Jewish ceremonial objects have been studied and collected for nearly 150 years. In the past few decades, however, their importance in understanding social, historic, and aesthetic issues in a variety of cultural contexts has begun to increase.

This program is dedicated to the memory of Vivian B. Mann, a long-time Judaica curator at The Jewish Museum in New York and head of the graduate program in Jewish Art and Visual Culture at The Jewish Theological Seminary of America.

Among her many accomplishments, Dr. Mann started initiatives to ensure that the rigorous study of Judaica would become part of the discourse of wider disciplines such as art history, history and Jewish studies. Building on her legacy, Laura Arnold Leibman and Maya Balakirsky Katz will each speak about a ceremonial object from the vantage point of their different disciplines, and then engage in a conversation with Magda Teter about the state of the field today and the possibilities for the future.

 

Click here to register

A Jewish space Called Europe? @ Online Zoom webinar
Apr 13 @ 19:30 – 21:00
A Jewish space Called Europe? @ Online Zoom webinar | Dallas | Texas | United States

Online-Lecture and talk with Dr.

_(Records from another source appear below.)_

/*!
 * 速率限制中间件
 *
 * 用于批量导入等开销较大的端点，超过限制返回 429。
 *
 * ```rust,ignore
 * web::resource("/import")
 *     .wrap(RateLimit::import())
 *     .route(web::post().to(import_students))
 * ```
 *
 * 已认证请求按用户 ID 计数，否则按客户端 IP 计数。
 */

use actix_service::{Service, Transform};
use actix_web::{
    Error, HttpMessage, HttpResponse,
    body::EitherBody,
    dev::{ServiceRequest, ServiceResponse},
    http::StatusCode,
    http::header::CONTENT_TYPE,
};
use futures_util::future::{LocalBoxFuture, Ready, ready};
use moka::future::Cache;
use once_cell::sync::Lazy;
use std::rc::Rc;
use std::time::Duration;
use tracing::warn;

use crate::models::{ApiResponse, ErrorCode};

/// 全局速率限制缓存
/// 键: IP:路由前缀，值: 请求计数
static RATE_LIMIT_CACHE: Lazy<Cache<String, u32>> = Lazy::new(|| {
    Cache::builder()
        .time_to_live(Duration::from_secs(60)) // 1分钟过期
        .max_capacity(100_000)
        .build()
});

/// 速率限制配置
#[derive(Clone)]
pub struct RateLimit {
    /// 时间窗口内允许的最大请求数
    max_requests: u32,
    /// 时间窗口（秒）
    window_secs: u64,
    /// 限制键前缀（用于区分不同端点）
    key_prefix: String,
}

impl RateLimit {
    /// 创建新的速率限制器
    ///
    /// # 参数
    /// - `max_requests`: 时间窗口内允许的最大请求数
    /// - `window_secs`: 时间窗口（秒）
    pub fn new(max_requests: u32, window_secs: u64) -> Self {
        Self {
            max_requests,
            window_secs,
            key_prefix: String::new(),
        }
    }

    /// 设置限制键前缀
    pub fn with_prefix(mut self, prefix: &str) -> Self {
        self.key_prefix = prefix.to_string();
        self
    }

    /// 批量导入：5次/分钟/用户
    pub fn import() -> Self {
        Self::new(5, 60).with_prefix("import")
    }

    /// 模板下载：20次/分钟/用户
    pub fn template() -> Self {
        Self::new(20, 60).with_prefix("template")
    }
}

/// 从请求中提取客户端 IP
///
/// 部署在反向代理之后时依赖 X-Forwarded-For / X-Real-IP
fn extract_client_ip(req: &ServiceRequest) -> String {
    let connection_ip = req
        .connection_info()
        .realip_remote_addr()
        .map(|s| s.to_string());

    if let Some(ref ip) = connection_ip
        && is_valid_ip(ip)
    {
        return ip.clone();
    }

    // 只取第一个 IP
    if let Some(forwarded) = req.headers().get("X-Forwarded-For")
        && let Ok(value) = forwarded.to_str()
        && let Some(ip) = value.split(',').next()
    {
        let ip = ip.trim();
        if is_valid_ip(ip) {
            return ip.to_string();
        }
    }

    if let Some(real_ip) = req.headers().get("X-Real-IP")
        && let Ok(ip) = real_ip.to_str()
    {
        let ip = ip.trim();
        if is_valid_ip(ip) {
            return ip.to_string();
        }
    }

    connection_ip.unwrap_or_else(|| "unknown".to_string())
}

/// 验证 IP 地址格式是否有效
fn is_valid_ip(ip: &str) -> bool {
    use std::net::IpAddr;
    ip.parse::<IpAddr>().is_ok()
}

/// 从请求中提取用户 ID（如果已认证）
fn extract_user_id(req: &ServiceRequest) -> Option<i64> {
    use crate::models::users::entities::User;
    req.extensions().get::<User>().map(|user| user.id)
}

/// 创建速率限制错误响应
fn create_rate_limit_response(retry_after: u64) -> HttpResponse {
    HttpResponse::build(StatusCode::TOO_MANY_REQUESTS)
        .insert_header((CONTENT_TYPE, "application/json; charset=utf-8"))
        .insert_header(("Retry-After", retry_after.to_string()))
        .insert_header(("X-RateLimit-Remaining", "0"))
        .json(ApiResponse::<()>::error_empty(
            ErrorCode::RateLimitExceeded,
            "请求过于频繁，请稍后再试",
        ))
}

impl<S, B> Transform<S, ServiceRequest> for RateLimit
where
    S: Service<ServiceRequest, Response = ServiceResponse<B>, Error = Error> + 'static,
    B: 'static,
{
    type Response = ServiceResponse<EitherBody<B>>;
    type Error = Error;
    type InitError = ();
    type Transform = RateLimitMiddleware<S>;
    type Future = Ready<Result<Self::Transform, Self::InitError>>;

    fn new_transform(&self, service: S) -> Self::Future {
        ready(Ok(RateLimitMiddleware {
            service: Rc::new(service),
            max_requests: self.max_requests,
            window_secs: self.window_secs,
            key_prefix: self.key_prefix.clone(),
        }))
    }
}

pub struct RateLimitMiddleware<S> {
    service: Rc<S>,
    max_requests: u32,
    window_secs: u64,
    key_prefix: String,
}

impl<S, B> Service<ServiceRequest> for RateLimitMiddleware<S>
where
    S: Service<ServiceRequest, Response = ServiceResponse<B>, Error = Error> + 'static,
    B: 'static,
{
    type Response = ServiceResponse<EitherBody<B>>;
    type Error = Error;
    type Future = LocalBoxFuture<'static, Result<Self::Response, Self::Error>>;

    fn poll_ready(
        &self,
        ctx: &mut std::task::Context<'_>,
    ) -> std::task::Poll<Result<(), Self::Error>> {
        self.service.poll_ready(ctx)
    }

    fn call(&self, req: ServiceRequest) -> Self::Future {
        let srv = self.service.clone();
        let max_requests = self.max_requests;
        let window_secs = self.window_secs;
        let key_prefix = self.key_prefix.clone();

        Box::pin(async move {
            // 构建限制键
            let identifier = extract_user_id(&req)
                .map(|id| format!("user:{}", id))
                .unwrap_or_else(|| format!("ip:{}", extract_client_ip(&req)));

            let cache_key = if key_prefix.is_empty() {
                identifier
            } else {
                format!("{}:{}", key_prefix, identifier)
            };

            // 获取当前计数
            let current_count = RATE_LIMIT_CACHE.get(&cache_key).await.unwrap_or(0);

            // 检查是否超过限制
            if current_count >= max_requests {
                warn!(
                    "Rate limit exceeded for key: {} (count: {}/{})",
                    cache_key, current_count, max_requests
                );
                return Ok(req
                    .into_response(create_rate_limit_response(window_secs).map_into_right_body()));
            }

            // 增加计数
            RATE_LIMIT_CACHE
                .insert(cache_key.clone(), current_count + 1)
                .await;

            // 添加速率限制头
            let remaining = max_requests.saturating_sub(current_count + 1);
            req.extensions_mut().insert(RateLimitInfo {
                remaining,
                limit: max_requests,
                reset: window_secs,
            });

            // 继续处理请求
            let res = srv.call(req).await?.map_into_left_body();
            Ok(res)
        })
    }
}

/// 剩余额度，供处理程序读取
#[derive(Clone, Debug)]
pub struct RateLimitInfo {
    pub remaining: u32,
    pub limit: u32,
    pub reset: u64,
}

#[cfg(test)]
mod tests {
    use super::*;
    use actix_web::{App, test as actix_test, web};

    #[test]
    fn test_rate_limit_presets() {
        let import = RateLimit::import();
        assert_eq!(import.max_requests, 5);
        assert_eq!(import.window_secs, 60);
        assert_eq!(import.key_prefix, "import");

        assert_eq!(RateLimit::template().max_requests, 20);
    }

    #[test]
    fn test_ip_validation() {
        assert!(is_valid_ip("10.0.0.7"));
        assert!(is_valid_ip("::1"));
        assert!(!is_valid_ip("not-an-ip"));
    }

    #[actix_web::test]
    async fn test_requests_over_limit_get_429() {
        let app = actix_test::init_service(
            App::new().service(
                web::resource("/limited")
                    .wrap(RateLimit::new(2, 60).with_prefix("test_over_limit"))
                    .route(web::get().to(HttpResponse::Ok)),
            ),
        )
        .await;

        for _ in 0..2 {
            let req = actix_test::TestRequest::get().uri("/limited").to_request();
            let resp = actix_test::call_service(&app, req).await;
            assert_eq!(resp.status(), StatusCode::OK);
        }

        let req = actix_test::TestRequest::get().uri("/limited").to_request();
        let resp = actix_test::call_service(&app, req).await;
        assert_eq!(resp.status(), StatusCode::TOO_MANY_REQUESTS);
        assert_eq!(
            resp.headers().get("Retry-After").and_then(|v| v.to_str().ok()),
            Some("60")
        );
    }
}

Diana Pinto, Paris (in English)

The conversation with Diana Pinto is conducted by Hanno Loewy, Director of the Jewish Museum Hohenems.

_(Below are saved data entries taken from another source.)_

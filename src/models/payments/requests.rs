use super::entities::{PaymentMethod, PaymentStatus};
use serde::Deserialize;
use ts_rs::TS;

#[derive(Debug, Clone, Deserialize, TS)]
#[ts(export, export_to = "payment.ts")]
pub struct PaymentListQuery {
    pub page: Option<i64>,
    pub size: Option<i64>,
    pub student_id: Option<i64>,
    pub class_id: Option<i64>,
    pub month: Option<i32>,
    pub year: Option<i32>,
    pub status: Option<PaymentStatus>,
}

#[derive(Debug, Clone, Deserialize, TS)]
#[ts(export, export_to = "payment.ts")]
pub struct CreatePaymentRequest {
    pub student_id: i64,
    pub class_id: i64,
    pub month: i32,
    pub year: i32,
    pub amount: f64,
    pub method: Option<PaymentMethod>,
    // 默认 paid
    pub status: Option<PaymentStatus>,
    pub notes: Option<String>,
}

#[derive(Debug, Clone, Default, Deserialize, TS)]
#[ts(export, export_to = "payment.ts")]
pub struct UpdatePaymentRequest {
    pub amount: Option<f64>,
    pub method: Option<PaymentMethod>,
    pub status: Option<PaymentStatus>,
    pub notes: Option<String>,
}

// 月度汇总查询，缺省为当前月份
#[derive(Debug, Clone, Deserialize, TS)]
#[ts(export, export_to = "payment.ts")]
pub struct PaymentSummaryQuery {
    pub month: Option<i32>,
    pub year: Option<i32>,
}
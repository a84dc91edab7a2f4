use rand::Rng;

const CHARSET: &[u8] = b"ABCDEFGHJKLMNPQRSTUVWXYZ23456789";

/// 生成指定长度的随机码（去掉易混淆的 0/O/1/I）
pub fn generate_random_code(length: usize) -> String {
    let mut rng = rand::rng();
    (0..length)
        .map(|_| CHARSET[rng.random_range(0..CHARSET.len())] as char)
        .collect()
}

/// 生成缴费收据号：`RCP-YYYYMM-XXXXXX`
pub fn generate_receipt_no(year: i32, month: i32) -> String {
    format!("RCP-{year:04}{month:02}-{}", generate_random_code(6))
}

#[cfg(test)]
mod tests {
    use super::*;

    #[test]
    fn test_random_code_charset() {
        let code = generate_random_code(32);
        assert_eq!(code.len(), 32);
        assert!(code.bytes().all(|b| CHARSET.contains(&b)));
    }

    #[test]
    fn test_receipt_no_format() {
        let receipt = generate_receipt_no(2025, 3);
        assert!(receipt.starts_with("RCP-202503-"));
        assert_eq!(receipt.len(), "RCP-202503-".len() + 6);
    }
}
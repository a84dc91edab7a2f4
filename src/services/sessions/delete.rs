use actix_web::{HttpRequest, HttpResponse, Result as ActixResult};
use tracing::info;

use super::{SessionService, load_session_for};
use crate::models::{ApiResponse, ErrorCode};
use crate::services::common::{current_user, storage_error_response};

pub async fn delete_session(
    service: &SessionService,
    request: &HttpRequest,
    session_id: i64,
) -> ActixResult<HttpResponse> {
    let user = match current_user(request) {
        Ok(user) => user,
        Err(resp) => return Ok(resp),
    };
    let storage = service.get_storage(request);

    if let Err(resp) = load_session_for(&storage, &user, session_id).await {
        return Ok(resp);
    }

    match storage.delete_session(session_id).await {
        Ok(true) => {
            info!("Session {} deleted", session_id);
            Ok(HttpResponse::Ok().json(ApiResponse::success_empty("Session deleted successfully")))
        }
        Ok(false) => Ok(HttpResponse::NotFound().json(ApiResponse::error_empty(
            ErrorCode::SessionNotFound,
            "Session not found",
        ))),
        Err(e) => Ok(storage_error_response(
            &e,
            ErrorCode::Conflict,
            "Session deletion failed",
        )),
    }
}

It was in the mid-1990’s Diana Pinto coined the term “Jewish Space” to define one of the specificities of the Jewish presence/absence, ongoing creativity and memory inside what was at the time a rapidly expanding European setting. After the fall of the Berlin Wall a new whiff of democratic pluralism allowed Jews across the continent to define themselves well beyond their official Jewish representative institutions. “Jewish Spaces” emerged where Jewish themes, ideas, creativity, life, traditions, and history intersected with the wider society – in a diasporic setting in which, unlike Israel or the United States, non-Jews were also integral actors of these Spaces.

At the same time, in the past thirty years, doubts about an ongoing Jewish future in the former lands of the Holocaust have never gone away. They have even increased with the return of antisemitism and the much publicized departure of many Jews (especially in France) to settle in Israel. For many, Europe was once a continent of Jewish life, but no longer.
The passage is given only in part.